Stored data

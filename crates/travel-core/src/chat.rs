//! Conversation types exchanged with a chat completion provider.

use std::collections::HashSet;

use serde::{Deserialize, Serialize};

use crate::error::ConversationError;
use crate::tool::ToolSchema;

/// Model used when the client does not name one.
pub const DEFAULT_MODEL: &str = "gpt-4o";

/// Sampling temperature used when the client does not provide one.
pub const DEFAULT_TEMPERATURE: f32 = 0.7;

/// Author of a conversation message.
#[derive(Debug, Clone, Copy, PartialEq, Eq, Hash, Serialize, Deserialize)]
#[serde(rename_all = "lowercase")]
pub enum Role {
    System,
    User,
    Assistant,
    Tool,
}

/// A single message in a conversation.
#[derive(Debug, Clone, PartialEq, Serialize, Deserialize)]
pub struct ChatMessage {
    pub role: Role,
    #[serde(default, skip_serializing_if = "Option::is_none")]
    pub content: Option<String>,
    #[serde(default, skip_serializing_if = "Option::is_none")]
    pub tool_calls: Option<Vec<ToolCall>>,
    /// Links a `tool` message back to the assistant call it answers.
    #[serde(default, skip_serializing_if = "Option::is_none")]
    pub tool_call_id: Option<String>,
}

impl ChatMessage {
    fn with_content(role: Role, content: impl Into<String>) -> Self {
        Self {
            role,
            content: Some(content.into()),
            tool_calls: None,
            tool_call_id: None,
        }
    }

    /// Create a system message.
    pub fn system(content: impl Into<String>) -> Self {
        Self::with_content(Role::System, content)
    }

    /// Create a user message.
    pub fn user(content: impl Into<String>) -> Self {
        Self::with_content(Role::User, content)
    }

    /// Create an assistant text message.
    pub fn assistant(content: impl Into<String>) -> Self {
        Self::with_content(Role::Assistant, content)
    }

    /// Create an assistant message that only carries tool calls.
    pub fn assistant_tool_calls(calls: Vec<ToolCall>) -> Self {
        Self {
            role: Role::Assistant,
            content: None,
            tool_calls: Some(calls),
            tool_call_id: None,
        }
    }

    /// Create a tool result message answering `tool_call_id`.
    pub fn tool_result(tool_call_id: impl Into<String>, content: impl Into<String>) -> Self {
        Self {
            role: Role::Tool,
            content: Some(content.into()),
            tool_calls: None,
            tool_call_id: Some(tool_call_id.into()),
        }
    }
}

fn function_type() -> String {
    "function".to_string()
}

/// A model-requested tool invocation.
#[derive(Debug, Clone, PartialEq, Serialize, Deserialize)]
pub struct ToolCall {
    pub id: String,
    #[serde(rename = "type", default = "function_type")]
    pub call_type: String,
    pub function: FunctionCall,
}

impl ToolCall {
    /// Create a function tool call.
    pub fn function(
        id: impl Into<String>,
        name: impl Into<String>,
        arguments: impl Into<String>,
    ) -> Self {
        Self {
            id: id.into(),
            call_type: function_type(),
            function: FunctionCall {
                name: name.into(),
                arguments: arguments.into(),
            },
        }
    }

    /// Whether this is a function call (the only kind that can be dispatched).
    pub fn is_function(&self) -> bool {
        self.call_type == "function"
    }
}

/// Function name and raw JSON arguments of a tool call.
#[derive(Debug, Clone, PartialEq, Serialize, Deserialize)]
pub struct FunctionCall {
    pub name: String,
    /// Arguments as a JSON-encoded string, exactly as the model produced them.
    pub arguments: String,
}

/// Name of a function the model is forced to call.
#[derive(Debug, Clone, PartialEq, Serialize, Deserialize)]
pub struct NamedFunction {
    pub name: String,
}

/// Tool-choice directive passed through to the provider.
#[derive(Debug, Clone, PartialEq, Serialize, Deserialize)]
#[serde(untagged)]
pub enum ToolChoice {
    /// `"auto"`, `"none"` or `"required"`.
    Mode(String),
    /// Force a specific function.
    Function {
        #[serde(rename = "type")]
        choice_type: String,
        function: NamedFunction,
    },
}

/// A full chat completion request.
#[derive(Debug, Clone, PartialEq, Serialize)]
pub struct ChatRequest {
    /// Conversation so far, in conversation order.
    pub messages: Vec<ChatMessage>,
    pub model: String,
    pub temperature: f32,
    #[serde(skip_serializing_if = "Option::is_none")]
    pub tools: Option<Vec<ToolSchema>>,
    #[serde(skip_serializing_if = "Option::is_none")]
    pub tool_choice: Option<ToolChoice>,
}

impl ChatRequest {
    /// Create a request without tools.
    pub fn new(messages: Vec<ChatMessage>, model: impl Into<String>, temperature: f32) -> Self {
        Self {
            messages,
            model: model.into(),
            temperature,
            tools: None,
            tool_choice: None,
        }
    }

    /// Attach the tool schemas the model may call.
    pub fn with_tools(mut self, tools: Vec<ToolSchema>) -> Self {
        self.tools = Some(tools);
        self
    }

    /// Attach a tool-choice directive.
    pub fn with_tool_choice(mut self, choice: ToolChoice) -> Self {
        self.tool_choice = Some(choice);
        self
    }

    /// Check that every `tool` message answers a tool call made earlier by
    /// the assistant in this same conversation.
    pub fn validate(&self) -> Result<(), ConversationError> {
        let mut issued: HashSet<&str> = HashSet::new();

        for (index, message) in self.messages.iter().enumerate() {
            match message.role {
                Role::Assistant => {
                    if let Some(calls) = &message.tool_calls {
                        issued.extend(calls.iter().map(|c| c.id.as_str()));
                    }
                }
                Role::Tool => {
                    let id = message
                        .tool_call_id
                        .as_deref()
                        .ok_or(ConversationError::MissingToolCallId { index })?;
                    if !issued.contains(id) {
                        return Err(ConversationError::UnknownToolCallId {
                            index,
                            id: id.to_string(),
                        });
                    }
                }
                Role::System | Role::User => {}
            }
        }

        Ok(())
    }
}

/// Token usage reported by the provider.
#[derive(Debug, Clone, Copy, PartialEq, Eq, Default, Serialize, Deserialize)]
pub struct Usage {
    pub prompt_tokens: u32,
    pub completion_tokens: u32,
    pub total_tokens: u32,
}

/// Assistant output from one completion.
#[derive(Debug, Clone, PartialEq, Default)]
pub struct ChatResponse {
    pub content: Option<String>,
    /// Requested tool calls, in the order the model returned them.
    pub tool_calls: Vec<ToolCall>,
    pub usage: Option<Usage>,
}

impl ChatResponse {
    /// A text-only response.
    pub fn text(content: impl Into<String>) -> Self {
        Self {
            content: Some(content.into()),
            ..Self::default()
        }
    }

    /// A response that only requests tool calls.
    pub fn tool_calls(calls: Vec<ToolCall>) -> Self {
        Self {
            tool_calls: calls,
            ..Self::default()
        }
    }

    /// Assistant text worth showing to the user, if any.
    pub fn visible_text(&self) -> Option<&str> {
        self.content.as_deref().filter(|text| !text.is_empty())
    }
}

#[cfg(test)]
mod tests {
    use super::*;

    #[test]
    fn test_message_serialization_skips_empty_fields() {
        let json = serde_json::to_value(ChatMessage::user("hi")).unwrap();
        assert_eq!(json, serde_json::json!({"role": "user", "content": "hi"}));
    }

    #[test]
    fn test_tool_call_defaults_to_function_type() {
        let call: ToolCall = serde_json::from_str(
            r#"{"id": "call_1", "function": {"name": "search_flights", "arguments": "{}"}}"#,
        )
        .unwrap();
        assert!(call.is_function());
        assert_eq!(call.function.name, "search_flights");
    }

    #[test]
    fn test_tool_choice_shapes() {
        let mode: ToolChoice = serde_json::from_str(r#""auto""#).unwrap();
        assert_eq!(mode, ToolChoice::Mode("auto".to_string()));

        let forced: ToolChoice = serde_json::from_str(
            r#"{"type": "function", "function": {"name": "get_trip_details"}}"#,
        )
        .unwrap();
        assert!(matches!(forced, ToolChoice::Function { ref function, .. } if function.name == "get_trip_details"));
    }

    #[test]
    fn test_validate_accepts_answered_tool_call() {
        let request = ChatRequest::new(
            vec![
                ChatMessage::user("find flights"),
                ChatMessage::assistant_tool_calls(vec![ToolCall::function(
                    "call_1",
                    "search_flights",
                    "{}",
                )]),
                ChatMessage::tool_result("call_1", "{}"),
            ],
            DEFAULT_MODEL,
            DEFAULT_TEMPERATURE,
        );
        assert!(request.validate().is_ok());
    }

    #[test]
    fn test_validate_rejects_orphan_tool_message() {
        let request = ChatRequest::new(
            vec![ChatMessage::user("hi"), ChatMessage::tool_result("call_9", "{}")],
            DEFAULT_MODEL,
            DEFAULT_TEMPERATURE,
        );
        assert_eq!(
            request.validate(),
            Err(ConversationError::UnknownToolCallId {
                index: 1,
                id: "call_9".to_string()
            })
        );
    }

    #[test]
    fn test_validate_rejects_tool_message_without_id() {
        let mut message = ChatMessage::tool_result("x", "{}");
        message.tool_call_id = None;
        let request = ChatRequest::new(vec![message], DEFAULT_MODEL, DEFAULT_TEMPERATURE);
        assert_eq!(
            request.validate(),
            Err(ConversationError::MissingToolCallId { index: 0 })
        );
    }

    #[test]
    fn test_visible_text_ignores_empty_content() {
        assert_eq!(ChatResponse::text("").visible_text(), None);
        assert_eq!(ChatResponse::text("Hello").visible_text(), Some("Hello"));
        assert_eq!(ChatResponse::default().visible_text(), None);
    }
}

--- Task statement ---
Copy out the range of lines above starting at the line with "pub struct ToolCall" and ending at the line with "in conversation order.", exactly and including both.

--- Answer space ---
pub struct ToolCall {
    pub id: String,
    #[serde(rename = "type", default = "function_type")]
    pub call_type: String,
    pub function: FunctionCall,
}

impl ToolCall {
    /// Create a function tool call.
    pub fn function(
        id: impl Into<String>,
        name: impl Into<String>,
        arguments: impl Into<String>,
    ) -> Self {
        Self {
            id: id.into(),
            call_type: function_type(),
            function: FunctionCall {
                name: name.into(),
                arguments: arguments.into(),
            },
        }
    }

    /// Whether this is a function call (the only kind that can be dispatched).
    pub fn is_function(&self) -> bool {
        self.call_type == "function"
    }
}

/// Function name and raw JSON arguments of a tool call.
#[derive(Debug, Clone, PartialEq, Serialize, Deserialize)]
pub struct FunctionCall {
    pub name: String,
    /// Arguments as a JSON-encoded string, exactly as the model produced them.
    pub arguments: String,
}

/// Name of a function the model is forced to call.
#[derive(Debug, Clone, PartialEq, Serialize, Deserialize)]
pub struct NamedFunction {
    pub name: String,
}

/// Tool-choice directive passed through to the provider.
#[derive(Debug, Clone, PartialEq, Serialize, Deserialize)]
#[serde(untagged)]
pub enum ToolChoice {
    /// `"auto"`, `"none"` or `"required"`.
    Mode(String),
    /// Force a specific function.
    Function {
        #[serde(rename = "type")]
        choice_type: String,
        function: NamedFunction,
    },
}

/// A full chat completion request.
#[derive(Debug, Clone, PartialEq, Serialize)]
pub struct ChatRequest {
    /// Conversation so far, in conversation order.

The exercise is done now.